The 5 ways to select 1 of each of the five elements

Sequence([Input Nodes].Count(), 1, -1).FormulaMap(WithName(CurrentValue, SequenceSize,
SequenceSize.FormulaMap(WithName(
Factorial([Input Nodes].Count())
/ (Factorial(CurrentValue) * Factorial([Input Nodes].Count() - CurrentValue)),
ComboCount,
Sequence(0, ComboCount-1).FormulaMap(WithName(CurrentValue, IndexOffset,
Sequence(0, SequenceSize-1).FormulaMap(WithName(CurrentValue, StartingIndex,
[Input Nodes].Nth(1 + Remainder(StartingIndex + IndexOffset, [Input Nodes].Count()))
))
))
))
))
It’s not easy to understand, but at least we have WithName providing a bit of documentation.
I don’t know how to do this without the n choose k formula (the part with all the factorials). I’m sure there’s a Monte Carlo approach, but I’m also sure this is faster.
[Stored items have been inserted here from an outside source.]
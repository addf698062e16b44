//! Colored formatter implementation with terminal color support
//!
//! Rates and latencies are colored by how good they are; tables reuse the
//! plain layout with a highlighted header.

use super::formatter::{
    format_percentage, format_rate, history_rows, history_table, FormattingOptions, OutputFormatter,
    PlainFormatter,
};
use crate::{
    error::Result,
    models::{ProgressEvent, TestResult},
    registry::ServerRegistry,
};
use colored::*;

/// Quality classification used for color coding
#[derive(Debug, Clone, Copy, PartialEq, Eq)]
pub enum PerformanceLevel {
    Excellent,
    Good,
    Fair,
    Poor,
}

impl PerformanceLevel {
    /// Classify a round-trip latency in milliseconds
    pub fn from_latency(latency_ms: u64) -> Self {
        match latency_ms {
            0..=29 => Self::Excellent,
            30..=79 => Self::Good,
            80..=199 => Self::Fair,
            _ => Self::Poor,
        }
    }

    /// Classify a transfer rate in MB/s
    pub fn from_rate(rate_mbps: f64) -> Self {
        if rate_mbps >= 50.0 {
            Self::Excellent
        } else if rate_mbps >= 10.0 {
            Self::Good
        } else if rate_mbps >= 1.0 {
            Self::Fair
        } else {
            Self::Poor
        }
    }

    pub fn color(&self) -> Color {
        match self {
            Self::Excellent => Color::Green,
            Self::Good => Color::Cyan,
            Self::Fair => Color::Yellow,
            Self::Poor => Color::Red,
        }
    }

    pub fn description(&self) -> &'static str {
        match self {
            Self::Excellent => "Excellent",
            Self::Good => "Good",
            Self::Fair => "Fair",
            Self::Poor => "Poor",
        }
    }
}

/// Color scheme configuration
#[derive(Debug, Clone)]
pub struct ColorScheme {
    pub header: Color,
    pub success: Color,
    pub warning: Color,
    pub phase: Color,
    pub muted: Color,
}

impl Default for ColorScheme {
    fn default() -> Self {
        Self {
            header: Color::Blue,
            success: Color::Green,
            warning: Color::Yellow,
            phase: Color::Cyan,
            muted: Color::BrightBlack,
        }
    }
}

/// Colored formatter implementation
pub struct ColoredFormatter {
    plain_formatter: PlainFormatter,
    options: FormattingOptions,
    color_scheme: ColorScheme,
}

impl ColoredFormatter {
    /// Create a new colored formatter with options
    pub fn new(options: FormattingOptions) -> Self {
        Self::with_color_scheme(options, ColorScheme::default())
    }

    /// Create a colored formatter with custom color scheme
    pub fn with_color_scheme(options: FormattingOptions, color_scheme: ColorScheme) -> Self {
        Self {
            plain_formatter: PlainFormatter::new(options.clone()),
            options,
            color_scheme,
        }
    }

    /// Apply color to text if colors are enabled
    fn colorize(&self, text: &str, color: Color) -> ColoredString {
        if self.options.enable_color {
            text.color(color)
        } else {
            text.normal()
        }
    }

    fn bold(&self, text: &str) -> ColoredString {
        if self.options.enable_color {
            text.bold()
        } else {
            text.normal()
        }
    }

    fn rate(&self, rate_mbps: f64) -> ColoredString {
        self.colorize(&format_rate(rate_mbps), PerformanceLevel::from_rate(rate_mbps).color())
    }

    fn latency(&self, latency_ms: u64) -> ColoredString {
        self.colorize(&format!("{} ms", latency_ms), PerformanceLevel::from_latency(latency_ms).color())
    }

    /// Progress bar of `width` cells for a percentage
    fn progress_bar(&self, percentage: f64, width: usize) -> String {
        let filled = ((percentage.clamp(0.0, 100.0) * width as f64) / 100.0) as usize;
        let empty = width - filled;

        if !self.options.enable_color {
            return format!("[{}{}]", "=".repeat(filled), " ".repeat(empty));
        }
        format!(
            "[{}{}]",
            "█".repeat(filled).color(self.color_scheme.success),
            "░".repeat(empty).color(self.color_scheme.muted)
        )
    }
}

impl OutputFormatter for ColoredFormatter {
    fn format_header(&self, title: &str) -> Result<String> {
        let border = "═".repeat(title.chars().count() + 4);
        Ok(format!(
            "{}\n  {}  \n{}",
            self.colorize(&border, self.color_scheme.header),
            self.bold(title),
            self.colorize(&border, self.color_scheme.header)
        ))
    }

    fn format_progress(&self, event: &ProgressEvent) -> Result<String> {
        let label = self.colorize(&format!("[{}]", event.phase), self.color_scheme.phase);
        if event.indeterminate {
            return Ok(format!("{} {}", label, self.colorize("receiving (size unknown)", self.color_scheme.muted)));
        }
        Ok(format!(
            "{} {} {}",
            label,
            self.progress_bar(event.value, 20),
            format_percentage(event.value)
        ))
    }

    fn format_result(&self, result: &TestResult) -> Result<String> {
        let mut lines = vec![
            format!("{}    {}", self.bold("Server:"), result.server_name),
            format!("{}  {}", self.bold("Download:"), self.rate(result.download_mbps)),
            format!("{}    {}", self.bold("Upload:"), self.rate(result.upload_mbps)),
            format!(
                "{}   {} ({})",
                self.bold("Latency:"),
                self.latency(result.latency_ms),
                PerformanceLevel::from_latency(result.latency_ms).description()
            ),
            format!("{}    {} ms", self.bold("Jitter:"), result.jitter_ms),
            format!(
                "{}      {}",
                self.bold("Time:"),
                self.colorize(
                    &result.timestamp.format("%Y-%m-%d %H:%M:%S UTC").to_string(),
                    self.color_scheme.muted
                )
            ),
        ];
        if self.options.verbose_mode {
            lines.push(format!("{}    {}", self.bold("Run ID:"), result.run_id));
        }
        Ok(lines.join("\n"))
    }

    fn format_history(&self, history: &[TestResult]) -> Result<String> {
        if history.is_empty() {
            return Ok(self.colorize("No completed tests yet.", self.color_scheme.muted).to_string());
        }

        let table = self
            .plain_formatter
            .create_table(&history_table(self.options.table_borders), &history_rows(history));
        Ok(format!(
            "{}\n{}",
            self.colorize(&format!("Recent tests ({}):", history.len()), self.color_scheme.header),
            table
        ))
    }

    fn format_server_list(&self, registry: &ServerRegistry) -> Result<String> {
        let listing = self.plain_formatter.format_server_list(registry)?;
        Ok(format!("{}\n{}", self.bold("Available servers:"), listing))
    }

    fn format_warning(&self, warning: &str) -> Result<String> {
        Ok(format!("{} {}", self.colorize("!", self.color_scheme.warning), warning))
    }

    fn format_success(&self, message: &str) -> Result<String> {
        Ok(format!("{} {}", self.colorize("✓", self.color_scheme.success), message))
    }
}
Next thing to do is to make the formula add a row for each group. We do that with:
Sequence([Input Nodes].Count(), 1, -1).FormulaMap(WithName(CurrentValue, SequenceSize,
SequenceSize.FormulaMap(WithName(
Factorial([Input Nodes].Count())
/ (Factorial(CurrentValue) * Factorial([Input Nodes].Count() - CurrentValue)),
ComboCount,
Sequence(0, ComboCount-1).FormulaMap(WithName(CurrentValue, IndexOffset,
Norons.AddRow([DB Items].[In Edges],
Sequence(0, SequenceSize-1).FormulaMap(WithName(CurrentValue, StartingIndex,
[Input Nodes].Nth(1 + Remainder(StartingIndex + IndexOffset, [Input Nodes].Count()))
))
)
))
))
))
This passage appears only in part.